Cairns, Austrália, 23 de julho de 2012 (Terramérica).- A maior parte dos corais do mundo prospera em zonas marinhas pouco profundas, às quais chega a luz que precisam para crescer. Contudo, o acelerado aumento do nível do mar, pelo derretimento dos gelos polares, porá fim a essa vantagem. Medições feitas em regiões tropicais revelam que a elevação de seus mares (de 3,3 milímetros ao ano) está ocorrendo em um ritmo mais acelerado do que o do crescimento de muitos corais nos últimos dez mil anos, indicam pesquisas divulgadas no XII Simpósio Internacional sobre Arrecifes de Coral.

A maioria dos corais só prospera em águas pouco profundas, às quais chega abundante luz solar. O Mar do Caribe teve, alguma vez, 60% de sua área coberta por corais, que hoje ocupam apenas 10% dela, disse o professor emérito Jeremy Jackson, do Instituto de Oceanografia Scripps da Califórnia, em seu discurso no Simpósio, que aconteceu entre os dias 9 e 13 deste mês, na cidade australiana de Cairns. “Os corais são ecossistemas cruciais e ameaçados”, ressaltou.

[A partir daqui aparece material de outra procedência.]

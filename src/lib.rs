pub mod client;
pub mod config;
pub mod error;
pub mod logger;
pub mod peer;
pub mod server;
pub mod session;
pub mod signaling;
mod utils;

pub use client::CallClient;
pub use config::Config;
pub use error::{CallError, ConfigError, LinkError, MediaError};
pub use server::SignalingServer;
pub use session::{CallSession, CallState, Notification, Notifier, Role, SessionEvent, UserIntent};

/// Runs the signaling relay on `config.port` until the process exits.
pub async fn run(config: Config) -> Result<(), LinkError> {
    let server = SignalingServer::bind(("0.0.0.0", config.port)).await?;
    log::info!("VoIP server is running at http://localhost:{}", config.port);
    server.run().await
}
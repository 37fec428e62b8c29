use crate::peer::media::MediaSession;
use crate::peer::types::IceCandidate;
use log::{debug, warn};

/// Remote candidates received before the remote description was applied.
///
/// Append-only until flushed. A flush applies every candidate in arrival
/// order and leaves the buffer empty, so flushing twice is a no-op.
#[derive(Debug, Default)]
pub struct CandidateBuffer {
    pending: Vec<IceCandidate>,
}

impl CandidateBuffer {
    pub fn new() -> Self {
        Self::default()
    }

    pub fn append(&mut self, candidate: IceCandidate) {
        self.pending.push(candidate);
        debug!("Remote description not set yet, queued candidate ({} pending)", self.pending.len());
    }

    pub fn len(&self) -> usize {
        self.pending.len()
    }

    pub fn is_empty(&self) -> bool {
        self.pending.is_empty()
    }

    pub fn clear(&mut self) {
        if !self.pending.is_empty() {
            debug!("Dropping {} pending candidates", self.pending.len());
        }
        self.pending.clear();
    }

    /// Applies all pending candidates to `session` in arrival order.
    /// Returns how many were handed over.
    pub async fn flush_into(&mut self, session: &dyn MediaSession) -> usize {
        let candidates = std::mem::take(&mut self.pending);
        let count = candidates.len();
        if count > 0 {
            debug!("Applying {count} pending candidates");
        }

        for candidate in candidates {
            if let Err(e) = session.add_candidate(candidate).await {
                warn!("Failed to apply pending candidate: {e}");
            }
        }
        count
    }
}
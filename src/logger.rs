use crate::config::DEFAULT_LOG_FILTER;
use log::debug;
use std::io::Write;
use webrtc::ice_transport::ice_candidate::RTCIceCandidateInit;

/// Installs the process-wide logger with timestamped lines.
/// `RUST_LOG` overrides the build-dependent default filter.
pub fn init() {
    let result = env_logger::Builder::from_env(
        env_logger::Env::default().default_filter_or(DEFAULT_LOG_FILTER),
    )
    .format(|buf, record| {
        writeln!(
            buf,
            "RUST: [{}] [{:<5}] {}",
            chrono::Local::now().format("%Y-%m-%d %H:%M:%S%.3f"),
            record.level(),
            record.args()
        )
    })
    .try_init();

    if result.is_err() {
        debug!("Logger already initialized");
    }
}

/// Prints an ICE candidate as it is trickled
pub fn dump_candidate(label: &str, init: &RTCIceCandidateInit) {
    debug!(
        "Trickle {label}: candidate={} sdp_mid={:?} sdp_mline_index={:?} username_fragment={:?}",
        init.candidate, init.sdp_mid, init.sdp_mline_index, init.username_fragment
    );
}
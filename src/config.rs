// Application configuration

use crate::error::ConfigError;
use crate::peer::types::ServerConfig;
use once_cell::sync::Lazy;
use serde::{Deserialize, Serialize};
use std::time::Duration;

#[cfg(debug_assertions)]
pub const DEFAULT_LOG_FILTER: &str = "debug"; // verbose while developing

#[cfg(not(debug_assertions))]
pub const DEFAULT_LOG_FILTER: &str = "info";

pub const DEFAULT_PORT: u16 = 3000;

/// Static relay list used when none is configured.
pub static DEFAULT_ICE_SERVERS: Lazy<Vec<ServerConfig>> = Lazy::new(|| {
    vec![
        ServerConfig {
            id: "default-stun-1".into(),
            r#type: "stun".into(),
            url: "stun:stun1.l.google.com:19302".into(),
            username: None,
            credential: None,
        },
        ServerConfig {
            id: "default-stun-2".into(),
            r#type: "stun".into(),
            url: "stun:stun2.l.google.com:19302".into(),
            username: None,
            credential: None,
        },
    ]
});

#[derive(Serialize, Deserialize, Debug, Clone, PartialEq, Eq)]
#[serde(default)]
pub struct Config {
    /// Listen port of the signaling relay.
    pub port: u16,
    /// Relay endpoint the call client connects to.
    pub signaling_url: String,
    pub ice_servers: Vec<ServerConfig>,
    /// Delay before the client reconnects a lost link; `None` disables it.
    pub reconnect_delay_ms: Option<u64>,
}

impl Default for Config {
    fn default() -> Self {
        Self {
            port: DEFAULT_PORT,
            signaling_url: format!("ws://127.0.0.1:{DEFAULT_PORT}/ws"),
            ice_servers: DEFAULT_ICE_SERVERS.clone(),
            reconnect_delay_ms: Some(2000),
        }
    }
}

impl Config {
    /// Defaults overridden by `PORT` and `SIGNALING_URL`.
    pub fn from_env() -> Self {
        Self::from_lookup(|key| std::env::var(key).ok())
    }

    fn from_lookup(lookup: impl Fn(&str) -> Option<String>) -> Self {
        let mut config = Self::default();
        if let Some(port) = lookup("PORT").and_then(|p| p.trim().parse().ok()) {
            config.port = port;
        }
        if let Some(url) = lookup("SIGNALING_URL").filter(|u| !u.trim().is_empty()) {
            config.signaling_url = url;
        }
        config
    }

    pub fn reconnect_delay(&self) -> Option<Duration> {
        self.reconnect_delay_ms.map(Duration::from_millis)
    }

    pub fn validate(&self) -> Result<(), ConfigError> {
        for server in &self.ice_servers {
            if server.url.trim().is_empty() {
                return Err(ConfigError::EmptyUrl(server.id.clone()));
            }
            if server.r#type == "turn" && (server.username.is_none() || server.credential.is_none())
            {
                return Err(ConfigError::MissingTurnCredentials(server.id.clone()));
            }
        }
        Ok(())
    }
}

A elevação do mar é apenas uma dessas ameaças, além da sobrepesca, da contaminação e do branqueamento provocado pelo aquecimento global, acrescentou.

Uma peça colorida de coral é formada por milhares de diminutos animais, pólipos, que criam ao seu redor esqueletos calcários com forma de taça, usando cálcio da água do mar. As cores são dadas pelas microalgas que vivem em simbiose com eles. Geração após geração, os pólipos coralinos vivem, constroem uma parte do esqueleto que depois será arrecife e morrem. Esse habitat que criam é para eles mesmos e para cerca de 30% de todas as espécies que habitam os oceanos.

Quando os corais sofrem temperaturas muito altas ou contaminação, começam a ficar descoloridos pela morte das algas, se tornam vulneráveis às doenças e morrem se o branqueamento durar muito tempo. Os corais fracos ou mortos se quebram e seus escombros são arrastados pelas ondas e por tempestades.

É possível que a Jamaica seja o país do Caribe onde os arrecifes tenham se deteriorado mais. Subsistem apenas entre 5% e 10%, por culpa da contaminação e da pesca excessiva. “Isto acontece pelo fato de a população ser muito pobre”, pontuou Jeremy. Entretanto, cada ilha é diferente. As também caribenhas Bonaire e Curaçao mantêm entre 20% e 30% de sua superfície original, que poderia ser aumentada com bom manejo, criação de áreas proibidas para pesca, redução da contaminação procedente da terra e acesso controlado de turistas, destacou.

“Os arrecifes proporcionam proteção costeira, alimentos, turismo e outros serviços importantes, e perdê-los terá enormes consequências para a sociedade humana”, disse Roberto Iglesias Prieto, pesquisador do Instituto de Ciências do Mar e Limnologia da Universidade Nacional Autônoma do México. Um estudo feito em Belize estima que, sem arrecifes para proteger as comunidades costeiras, as tempestades poderiam causar prejuízos de até US$ 240 milhões. Cerca de um bilhão de pessoas dependem direta ou indiretamente dos arrecifes para seu sustento, e mais de dois bilhões têm nos pescados e mariscos sua principal fonte de proteínas.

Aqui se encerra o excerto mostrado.